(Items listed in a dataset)
--- START ---

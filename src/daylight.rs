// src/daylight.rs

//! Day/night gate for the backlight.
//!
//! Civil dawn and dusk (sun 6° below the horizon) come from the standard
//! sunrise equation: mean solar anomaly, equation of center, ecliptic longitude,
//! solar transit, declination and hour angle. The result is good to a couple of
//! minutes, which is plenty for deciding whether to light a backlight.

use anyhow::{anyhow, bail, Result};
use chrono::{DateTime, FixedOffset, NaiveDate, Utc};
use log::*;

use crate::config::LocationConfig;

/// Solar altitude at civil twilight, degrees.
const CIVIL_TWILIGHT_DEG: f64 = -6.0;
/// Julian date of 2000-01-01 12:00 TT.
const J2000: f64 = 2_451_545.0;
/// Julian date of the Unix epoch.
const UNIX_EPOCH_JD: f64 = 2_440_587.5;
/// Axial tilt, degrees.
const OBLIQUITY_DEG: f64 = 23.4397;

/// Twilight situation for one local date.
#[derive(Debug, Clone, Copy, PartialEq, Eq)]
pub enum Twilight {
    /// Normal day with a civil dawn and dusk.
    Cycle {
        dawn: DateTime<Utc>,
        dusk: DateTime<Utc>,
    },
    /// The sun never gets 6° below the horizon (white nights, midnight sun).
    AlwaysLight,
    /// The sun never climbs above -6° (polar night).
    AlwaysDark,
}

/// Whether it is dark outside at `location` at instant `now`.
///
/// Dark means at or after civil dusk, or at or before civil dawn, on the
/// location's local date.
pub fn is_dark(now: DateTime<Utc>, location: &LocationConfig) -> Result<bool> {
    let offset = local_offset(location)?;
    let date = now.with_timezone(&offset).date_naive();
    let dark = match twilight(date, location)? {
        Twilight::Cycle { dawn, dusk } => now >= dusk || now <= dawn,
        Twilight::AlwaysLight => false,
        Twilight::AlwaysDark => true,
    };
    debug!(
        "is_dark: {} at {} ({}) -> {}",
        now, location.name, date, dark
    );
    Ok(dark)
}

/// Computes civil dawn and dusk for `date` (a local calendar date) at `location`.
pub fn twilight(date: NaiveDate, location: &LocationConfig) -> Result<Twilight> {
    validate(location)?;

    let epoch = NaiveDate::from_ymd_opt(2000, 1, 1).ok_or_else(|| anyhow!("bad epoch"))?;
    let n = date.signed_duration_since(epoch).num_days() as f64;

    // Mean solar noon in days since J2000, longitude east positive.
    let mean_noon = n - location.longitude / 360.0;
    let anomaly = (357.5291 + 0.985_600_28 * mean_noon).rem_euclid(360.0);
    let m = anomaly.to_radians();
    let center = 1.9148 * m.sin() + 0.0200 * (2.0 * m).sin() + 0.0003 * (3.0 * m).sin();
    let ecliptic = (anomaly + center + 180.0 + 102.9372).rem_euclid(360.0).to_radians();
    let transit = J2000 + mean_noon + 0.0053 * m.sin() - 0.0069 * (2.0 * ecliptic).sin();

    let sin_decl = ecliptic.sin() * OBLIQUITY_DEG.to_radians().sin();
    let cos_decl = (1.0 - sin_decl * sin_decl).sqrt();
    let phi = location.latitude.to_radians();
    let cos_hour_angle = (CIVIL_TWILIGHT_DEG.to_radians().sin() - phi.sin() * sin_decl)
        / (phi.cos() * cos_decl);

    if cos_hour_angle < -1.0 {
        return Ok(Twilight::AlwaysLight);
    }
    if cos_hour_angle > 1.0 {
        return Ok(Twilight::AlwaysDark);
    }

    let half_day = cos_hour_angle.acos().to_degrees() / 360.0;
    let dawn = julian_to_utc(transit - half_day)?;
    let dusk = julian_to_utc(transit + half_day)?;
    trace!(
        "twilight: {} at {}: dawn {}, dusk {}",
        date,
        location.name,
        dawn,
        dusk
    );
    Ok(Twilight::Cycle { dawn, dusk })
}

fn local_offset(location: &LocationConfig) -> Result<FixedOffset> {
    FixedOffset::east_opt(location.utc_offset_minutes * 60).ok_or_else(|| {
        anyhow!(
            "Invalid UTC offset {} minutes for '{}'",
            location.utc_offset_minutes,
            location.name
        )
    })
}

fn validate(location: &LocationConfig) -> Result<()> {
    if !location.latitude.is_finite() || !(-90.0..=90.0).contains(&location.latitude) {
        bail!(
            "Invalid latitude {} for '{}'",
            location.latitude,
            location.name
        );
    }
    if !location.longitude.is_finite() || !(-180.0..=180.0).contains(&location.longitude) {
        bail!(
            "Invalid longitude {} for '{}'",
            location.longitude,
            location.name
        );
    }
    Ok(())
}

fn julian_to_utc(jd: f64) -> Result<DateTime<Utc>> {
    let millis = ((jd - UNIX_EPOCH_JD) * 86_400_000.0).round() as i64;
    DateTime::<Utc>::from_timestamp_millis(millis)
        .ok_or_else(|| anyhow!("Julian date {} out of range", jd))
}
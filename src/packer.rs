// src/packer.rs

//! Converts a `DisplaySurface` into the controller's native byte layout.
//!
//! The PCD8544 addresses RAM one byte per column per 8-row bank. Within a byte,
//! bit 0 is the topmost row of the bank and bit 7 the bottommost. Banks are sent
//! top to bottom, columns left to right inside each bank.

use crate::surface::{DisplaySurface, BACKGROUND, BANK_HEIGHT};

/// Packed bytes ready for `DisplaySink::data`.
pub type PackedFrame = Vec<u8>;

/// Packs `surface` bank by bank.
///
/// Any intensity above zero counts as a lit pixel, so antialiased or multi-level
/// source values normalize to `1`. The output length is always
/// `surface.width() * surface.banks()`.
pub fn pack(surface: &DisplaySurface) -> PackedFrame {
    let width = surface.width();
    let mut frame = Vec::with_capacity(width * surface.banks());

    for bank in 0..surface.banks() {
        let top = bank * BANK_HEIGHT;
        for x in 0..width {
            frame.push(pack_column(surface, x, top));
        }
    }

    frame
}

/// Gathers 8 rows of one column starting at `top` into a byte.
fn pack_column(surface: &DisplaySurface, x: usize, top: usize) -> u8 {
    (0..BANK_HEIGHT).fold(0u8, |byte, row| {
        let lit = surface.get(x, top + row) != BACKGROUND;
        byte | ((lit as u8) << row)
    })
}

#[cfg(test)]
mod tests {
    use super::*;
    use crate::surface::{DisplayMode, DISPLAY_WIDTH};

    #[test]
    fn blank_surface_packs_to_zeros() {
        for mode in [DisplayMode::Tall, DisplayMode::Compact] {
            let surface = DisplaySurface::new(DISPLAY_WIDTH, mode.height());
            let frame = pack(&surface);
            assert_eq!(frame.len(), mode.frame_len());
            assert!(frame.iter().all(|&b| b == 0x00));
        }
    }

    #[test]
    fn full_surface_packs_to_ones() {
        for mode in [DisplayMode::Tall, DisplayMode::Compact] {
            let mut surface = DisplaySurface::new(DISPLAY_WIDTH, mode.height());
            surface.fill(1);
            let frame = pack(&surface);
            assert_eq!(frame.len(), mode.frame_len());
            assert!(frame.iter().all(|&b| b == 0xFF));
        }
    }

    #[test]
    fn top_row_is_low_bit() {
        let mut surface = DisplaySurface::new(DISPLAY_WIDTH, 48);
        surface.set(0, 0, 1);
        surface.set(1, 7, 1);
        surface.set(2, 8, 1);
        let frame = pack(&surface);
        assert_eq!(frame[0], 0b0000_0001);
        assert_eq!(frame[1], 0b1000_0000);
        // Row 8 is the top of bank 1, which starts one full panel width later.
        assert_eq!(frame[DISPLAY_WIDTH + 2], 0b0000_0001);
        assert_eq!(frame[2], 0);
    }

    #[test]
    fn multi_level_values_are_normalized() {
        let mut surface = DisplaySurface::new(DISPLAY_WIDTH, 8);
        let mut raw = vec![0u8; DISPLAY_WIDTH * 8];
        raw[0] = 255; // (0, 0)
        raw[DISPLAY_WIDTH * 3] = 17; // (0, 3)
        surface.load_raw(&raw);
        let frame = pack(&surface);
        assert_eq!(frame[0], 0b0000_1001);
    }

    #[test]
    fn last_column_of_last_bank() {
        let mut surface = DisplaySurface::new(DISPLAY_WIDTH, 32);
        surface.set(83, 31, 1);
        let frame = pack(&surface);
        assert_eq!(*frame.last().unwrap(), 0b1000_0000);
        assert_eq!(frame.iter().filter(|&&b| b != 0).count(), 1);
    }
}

--- END ---

◆ PROBLEM DETAILS: Return only the lines above that run from the opening line through the line containing "sunrise equation: mean", exactly as written.

◆ RESULT OF THE TASK:
filename src/daylight.rs
// src/daylight.rs

//! Day/night gate for the backlight.
//!
//! Civil dawn and dusk (sun 6° below the horizon) come from the standard
//! sunrise equation: mean solar anomaly, equation of center, ecliptic longitude,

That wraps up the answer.